Don’t Be Scared of Relationships

The new data modeling capabilities create flexible data sources built around relationships.

Relationships combine data from different tables by looking at what columns (fields) those tables have in common and using that information to bring information from each table together in the analysis.

Unlike joins or unions, relationships form a data source without flattening multiple tables into a single table. Because of this, related data sources know which table each field is from. That means each field keeps its context, or level of detail. Related data sources can therefore handle tables with different granularity without issues of duplication or data loss.

In a related data source, the joins aren’t fixed up front. Instead of merging all the data (and having to work with all the data regardless of what each viz requires), only the relevant data is combined—per sheet and as necessary. As you drag and drop, Tableau evaluates the relationships of the relevant fields and tables. Those relationships are used to write queries with the correct join types, aggregations, and null handling.

You can think about how the data fits together and what questions you want to answer, rather than how to combine the data or compensate for artifacts from the data source.

Relationships don’t replace the previous ways of combining data: joins, unions, and blends. Rather, relationships are the new, flexible way to bring data together from multiple sources. The existing methods aren’t going away, and are still useful in specific scenarios.

Use Relationships

This topic walks through building a related data source and using one for analysis. If you would like to follow along, you can download the Bookshop data set(Link opens in a new window). Choose Bookshop.xlsx for the raw data to start from scratch, or MinimalBookshop.tdsx to start with the related data source basics configured for you.

Note: Relationships are available in Tableau 2020.2 and later.

Video: Migrated Data

If you open an existing workbook from a previous version of Tableau (version 2020.1 or earlier) in Tableau 2020.2 or later, your data source tab might show a Migrated Data table.

There are multiple videos embedded in this topic. For your convenience, a transcript is provided in the expandable section underneath each video.

Migrated Data video transcript

If you open a workbook created before relationships were available (before version 2020.2), your data source may look different. If there were joined or unioned tables, they appear as a single logical table named Migrated Data. Double click to see the underlying tables—they’re still there, and your analysis will still behave as expected.

Note that when you’re only using the Migrated Data table, the Data pane behaves more like previous versions of Tableau Desktop.

You can even relate new tables to the directly to the Migrated Data table to extend the data model.

Once you’ve added relationships to the data model, the Data pane updates to the new layout, with dimensions and measures maintained within each table, and the Migrated Data table is displayed as a single, merged table.

Video: Relate tables

Note: The interface for editing relationships shown in this video differs slightly from the current release but has the same functionality.

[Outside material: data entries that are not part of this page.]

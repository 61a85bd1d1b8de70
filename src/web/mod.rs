// HTTP surface: generation endpoint, model listing and static files

mod app;
mod client_addr;
mod error;
mod handlers;
mod headers;
mod listeners;
mod models;

pub use app::create_app;
pub use listeners::create_listener;

use crate::dispatch::Dispatcher;
use std::sync::Arc;

// Generation requests are small JSON documents
pub const MAX_REQUEST_BODY_BYTES: usize = 1024 * 1024; // 1MB

pub type SharedDispatcher = Arc<Dispatcher>;
//! Profile service — the caller's display name and the one-time setup gate.

use tracing::{info, warn};

use super::StudioError;
use crate::backend::UserProfile;
use crate::state::{AppState, ProfileStatus};

pub const PROFILE_SAVE_FAILED: &str = "Failed to save profile";

/// Fetch the caller's profile into the workspace cache.
///
/// Without a session, or when the fetch fails, the cache is `Unknown`.
pub async fn refresh_profile(state: &AppState) -> ProfileStatus {
    let Some(caller) = state.identity().await else {
        state.workspace.write().await.profile = ProfileStatus::Unknown;
        return ProfileStatus::Unknown;
    };

    let status = match state.backend.get_profile(&caller).await {
        Ok(Some(profile)) => ProfileStatus::Present(profile),
        Ok(None) => ProfileStatus::Missing,
        Err(e) => {
            warn!(error = %e, "profile fetch failed");
            ProfileStatus::Unknown
        }
    };
    state.workspace.write().await.profile = status.clone();
    status
}

/// True when signed in and the profile was fetched and is absent.
pub async fn needs_profile_setup(state: &AppState) -> bool {
    let ws = state.workspace.read().await;
    ws.identity.is_some() && ws.profile == ProfileStatus::Missing
}

/// Save the caller's display name. Blank names are ignored and return
/// `Ok(false)` without a backend call.
///
/// # Errors
///
/// `NoSession` or the backend error.
pub async fn save_profile(state: &AppState, name: &str) -> Result<bool, StudioError> {
    let name = name.trim();
    if name.is_empty() {
        return Ok(false);
    }
    let Some(caller) = state.identity().await else {
        state.workspace.write().await.notifications.error(PROFILE_SAVE_FAILED);
        return Err(StudioError::NoSession);
    };

    let profile = UserProfile { name: name.to_string() };
    if let Err(e) = state.backend.save_profile(&caller, profile).await {
        warn!(error = %e, "profile save failed");
        state.workspace.write().await.notifications.error(PROFILE_SAVE_FAILED);
        return Err(e.into());
    }
    info!(identity = %caller, "profile saved");
    refresh_profile(state).await;
    Ok(true)
}

#[cfg(test)]
#[path = "profile_test.rs"]
mod profile_test;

Relate tables video transcript

To build a data source of related tables, connect to your data and drag a table to the canvas. Drag out a second table. A relationship will automatically form if it can. If Tableau cannot detect the related fields, you will be prompted to select them yourself.

The canvas you’re seeing is a new layer of the data model where you can relate tables together. Dragging out additional tables adds them to the data model. The noodle shows which tables are related.

Relationships can be based on calculated fields. You can also specify how fields should be compared by using operators when you define the relationship.

Add joins

You can create a join by double clicking on a table to open the join canvas (also referred to as the physical layer), and then dragging out a table to create a join. Creating joins is the same experience as previous versions of Tableau—you can set a join clause, including a calculation if necessary, and configure the join type.

Once you close the join canvas, the table on the relationship canvas (also referred to as the logical layer) has a join icon to indicate the underlying join. This is because a join merges its tables together to form a single, new table. Related tables remain distinct.

Add unions

Add unions by dragging out New Union. Unions, like joins, actually merge the data, and show an icon on the logical layer. We recommend always renaming unions—or any tables with unclear names—to something more useful.

Video: Performance Options

Note: The interface for editing relationships shown in this video differs slightly from the current release but has the same functionality.

Performance Options video transcript

For any relationship, there are performance options as well as related fields. Tableau automatically chooses safe defaults for these options. However, if you are sure of the characteristics of your data, changing these options can give Tableau more information about how to best configure automatic joins during analysis. Setting the cardinality and referential integrity options gives Tableau more information about how to optimize queries.

Cardinality

Cardinality indicates whether or not the linking field records are unique. If multiple books can have the same author, but each author is listed only once in the author table, the cardinality for AuthID would be Many for Books and One for Author between those two tables. This setting impacts how Tableau handles aggregation before or after the join.

Referential integrity

Referential integrity indicates whether or not a record in one table is guaranteed to have a relationship in another table. If every book has an author, Book has referential integrity to Author. If not every author has a book, Author does not have referential integrity to Book. This setting impacts how Tableau chooses a join type and handles unmatched records.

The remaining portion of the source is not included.